▶ [Extracted data]:
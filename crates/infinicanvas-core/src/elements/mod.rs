//! Scene elements: shared geometry plus a closed set of kind payloads.

mod image;
mod style;
mod text;

pub use image::{ImageContent, ImageLoadError, LoadedImage};
pub use style::{PolygonKind, PolygonShape, SerializableColor, ShapeStyle};
pub use text::{DEFAULT_TEXT_HEIGHT, DEFAULT_TEXT_WIDTH, TextAlign, TextContent, TextDecoration};

use crate::geometry::{clamp_dimension, normalize_degrees};
use kurbo::{Affine, Point, Rect, Size};
use serde::{Deserialize, Serialize};
use uuid::Uuid;

/// Unique identifier for elements.
pub type ElementId = Uuid;

fn default_scale() -> f64 {
    1.0
}

/// Position, size and transform shared by every element kind.
///
/// `x`/`y` is the top-left corner in canvas space. Rotation is in degrees about the
/// box center and the uniform scale is applied about the top-left corner.
#[derive(Debug, Clone, Copy, PartialEq, Serialize, Deserialize)]
pub struct Geometry {
    pub x: f64,
    pub y: f64,
    pub width: f64,
    pub height: f64,
    #[serde(default)]
    pub rotation: f64,
    #[serde(default = "default_scale")]
    pub scale: f64,
}

impl Geometry {
    pub fn new(x: f64, y: f64, width: f64, height: f64) -> Self {
        Self {
            x,
            y,
            width: clamp_dimension(width),
            height: clamp_dimension(height),
            rotation: 0.0,
            scale: 1.0,
        }
    }

    /// Geometry of the given size whose box is centered on `center`.
    pub fn centered_on(center: Point, size: Size) -> Self {
        Self::new(
            center.x - size.width / 2.0,
            center.y - size.height / 2.0,
            size.width,
            size.height,
        )
    }

    pub fn position(&self) -> Point {
        Point::new(self.x, self.y)
    }

    pub fn size(&self) -> Size {
        Size::new(self.width, self.height)
    }

    /// Axis-aligned bounds in canvas space, ignoring rotation.
    pub fn bounds(&self) -> Rect {
        Rect::new(
            self.x,
            self.y,
            self.x + self.width * self.scale,
            self.y + self.height * self.scale,
        )
    }

    /// Rotation pivot in canvas space.
    pub fn center(&self) -> Point {
        self.bounds().center()
    }

    /// Local-to-canvas transform; local space spans `(0, 0)..(width, height)`.
    pub fn transform(&self) -> Affine {
        let local_center = Point::new(self.width / 2.0, self.height / 2.0);
        Affine::translate((self.x, self.y))
            * Affine::scale(self.scale)
            * Affine::rotate_about(self.rotation.to_radians(), local_center)
    }

    /// Rotation-aware containment test for a canvas point.
    pub fn contains(&self, point: Point) -> bool {
        let local = self.transform().inverse() * point;
        local.x >= 0.0 && local.x <= self.width && local.y >= 0.0 && local.y <= self.height
    }

    pub fn is_finite(&self) -> bool {
        [
            self.x,
            self.y,
            self.width,
            self.height,
            self.rotation,
            self.scale,
        ]
        .iter()
        .all(|v| v.is_finite())
    }

    /// Copy with every field forced into its valid range.
    pub fn sanitized(&self) -> Self {
        let finite_or = |v: f64, fallback: f64| if v.is_finite() { v } else { fallback };
        Self {
            x: finite_or(self.x, 0.0),
            y: finite_or(self.y, 0.0),
            width: clamp_dimension(self.width),
            height: clamp_dimension(self.height),
            rotation: normalize_degrees(self.rotation),
            scale: if self.scale.is_finite() && self.scale > 0.0 {
                self.scale
            } else {
                1.0
            },
        }
    }
}

/// Kind-specific payload.
#[derive(Debug, Clone, PartialEq, Serialize, Deserialize)]
#[serde(tag = "type", rename_all = "camelCase")]
pub enum ElementKind {
    Rectangle(ShapeStyle),
    Ellipse(ShapeStyle),
    Polygon(PolygonShape),
    Image(ImageContent),
    Text(TextContent),
}

impl ElementKind {
    pub fn name(&self) -> &'static str {
        match self {
            ElementKind::Rectangle(_) => "rectangle",
            ElementKind::Ellipse(_) => "ellipse",
            ElementKind::Polygon(_) => "polygon",
            ElementKind::Image(_) => "image",
            ElementKind::Text(_) => "text",
        }
    }

    /// Fill/stroke style, for the kinds that have one.
    pub fn style(&self) -> Option<&ShapeStyle> {
        match self {
            ElementKind::Rectangle(style) | ElementKind::Ellipse(style) => Some(style),
            ElementKind::Polygon(polygon) => Some(&polygon.style),
            ElementKind::Image(_) | ElementKind::Text(_) => None,
        }
    }

    fn style_mut(&mut self) -> Option<&mut ShapeStyle> {
        match self {
            ElementKind::Rectangle(style) | ElementKind::Ellipse(style) => Some(style),
            ElementKind::Polygon(polygon) => Some(&mut polygon.style),
            ElementKind::Image(_) | ElementKind::Text(_) => None,
        }
    }
}

/// An element on the canvas.
#[derive(Debug, Clone, PartialEq, Serialize, Deserialize)]
#[serde(rename_all = "camelCase")]
pub struct Element {
    pub id: ElementId,
    #[serde(flatten)]
    pub geometry: Geometry,
    pub z_index: u64,
    #[serde(default)]
    pub selected: bool,
    #[serde(skip)]
    pub is_dragging: bool,
    #[serde(skip)]
    pub is_highlighted: bool,
    pub kind: ElementKind,
}

impl Element {
    pub(crate) fn from_draft(draft: ElementDraft, id: ElementId, z_index: u64) -> Self {
        Self {
            id,
            geometry: draft.geometry.sanitized(),
            z_index,
            selected: false,
            is_dragging: false,
            is_highlighted: false,
            kind: draft.kind,
        }
    }

    pub fn bounds(&self) -> Rect {
        self.geometry.bounds()
    }

    /// Copy without transient interaction flags.
    pub fn persisted(&self) -> Self {
        Self {
            is_dragging: false,
            is_highlighted: false,
            ..self.clone()
        }
    }

    /// Description for creating an equivalent element elsewhere.
    pub fn to_draft(&self) -> ElementDraft {
        ElementDraft {
            geometry: self.geometry,
            kind: self.kind.clone(),
        }
    }
}

/// Everything needed to add an element; the store assigns id and z-index.
#[derive(Debug, Clone, PartialEq, Serialize, Deserialize)]
pub struct ElementDraft {
    #[serde(flatten)]
    pub geometry: Geometry,
    pub kind: ElementKind,
}

impl ElementDraft {
    pub fn new(geometry: Geometry, kind: ElementKind) -> Self {
        Self { geometry, kind }
    }

    pub fn rectangle(x: f64, y: f64, width: f64, height: f64) -> Self {
        Self::new(
            Geometry::new(x, y, width, height),
            ElementKind::Rectangle(ShapeStyle::default()),
        )
    }
}

/// Partial update merged into an element. `None` leaves a field untouched.
///
/// Geometry values are clamped and normalized on apply; style fields only touch kinds that
/// carry them.
#[derive(Debug, Clone, Default, PartialEq)]
pub struct ElementPatch {
    pub x: Option<f64>,
    pub y: Option<f64>,
    pub width: Option<f64>,
    pub height: Option<f64>,
    pub rotation: Option<f64>,
    pub scale: Option<f64>,
    pub fill: Option<Option<SerializableColor>>,
    pub stroke: Option<SerializableColor>,
    pub stroke_width: Option<f64>,
    pub filter: Option<Option<String>>,
    pub text: Option<TextContent>,
}

impl ElementPatch {
    pub fn position(x: f64, y: f64) -> Self {
        Self {
            x: Some(x),
            y: Some(y),
            ..Self::default()
        }
    }

    pub fn size(width: f64, height: f64) -> Self {
        Self {
            width: Some(width),
            height: Some(height),
            ..Self::default()
        }
    }

    pub fn rotation(degrees: f64) -> Self {
        Self {
            rotation: Some(degrees),
            ..Self::default()
        }
    }

    pub fn fill(fill: Option<SerializableColor>) -> Self {
        Self {
            fill: Some(fill),
            ..Self::default()
        }
    }

    pub fn stroke(stroke: SerializableColor, width: f64) -> Self {
        Self {
            stroke: Some(stroke),
            stroke_width: Some(width),
            ..Self::default()
        }
    }

    pub fn filter(filter: Option<String>) -> Self {
        Self {
            filter: Some(filter),
            ..Self::default()
        }
    }

    pub fn text(text: TextContent) -> Self {
        Self {
            text: Some(text),
            ..Self::default()
        }
    }

    /// Merge into `element`. Returns whether anything changed.
    pub(crate) fn apply(&self, element: &mut Element) -> bool {
        let before = element.clone();
        let g = &mut element.geometry;
        let finite = |v: Option<f64>| v.filter(|v| v.is_finite());

        if let Some(x) = finite(self.x) {
            g.x = x;
        }
        if let Some(y) = finite(self.y) {
            g.y = y;
        }
        if let Some(width) = finite(self.width) {
            g.width = clamp_dimension(width);
        }
        if let Some(height) = finite(self.height) {
            g.height = clamp_dimension(height);
        }
        if let Some(rotation) = finite(self.rotation) {
            g.rotation = normalize_degrees(rotation);
        }
        if let Some(scale) = finite(self.scale).filter(|s| *s > 0.0) {
            g.scale = scale;
        }

        if let Some(style) = element.kind.style_mut() {
            if let Some(fill) = self.fill {
                style.fill = fill;
            }
            if let Some(stroke) = self.stroke {
                style.stroke = stroke;
            }
            if let Some(width) = finite(self.stroke_width).filter(|w| *w >= 0.0) {
                style.stroke_width = width;
            }
        }
        match &mut element.kind {
            ElementKind::Image(image) => {
                if let Some(filter) = &self.filter {
                    image.filter = filter.clone();
                }
            }
            ElementKind::Text(text) => {
                if let Some(content) = &self.text {
                    *text = content.clone();
                }
            }
            _ => {}
        }

        *element != before
    }
}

▶ [Work item]:
Output the first line of the entries above and every line after it, exactly as written, ending with the line that contains "use uuid::Uuid;".

▶ [Your solution]:
filename crates/infinicanvas-core/src/elements/mod.rs
//! Scene elements: shared geometry plus a closed set of kind payloads.

mod image;
mod style;
mod text;

pub use image::{ImageContent, ImageLoadError, LoadedImage};
pub use style::{PolygonKind, PolygonShape, SerializableColor, ShapeStyle};
pub use text::{DEFAULT_TEXT_HEIGHT, DEFAULT_TEXT_WIDTH, TextAlign, TextContent, TextDecoration};

use crate::geometry::{clamp_dimension, normalize_degrees};
use kurbo::{Affine, Point, Rect, Size};
use serde::{Deserialize, Serialize};
use uuid::Uuid;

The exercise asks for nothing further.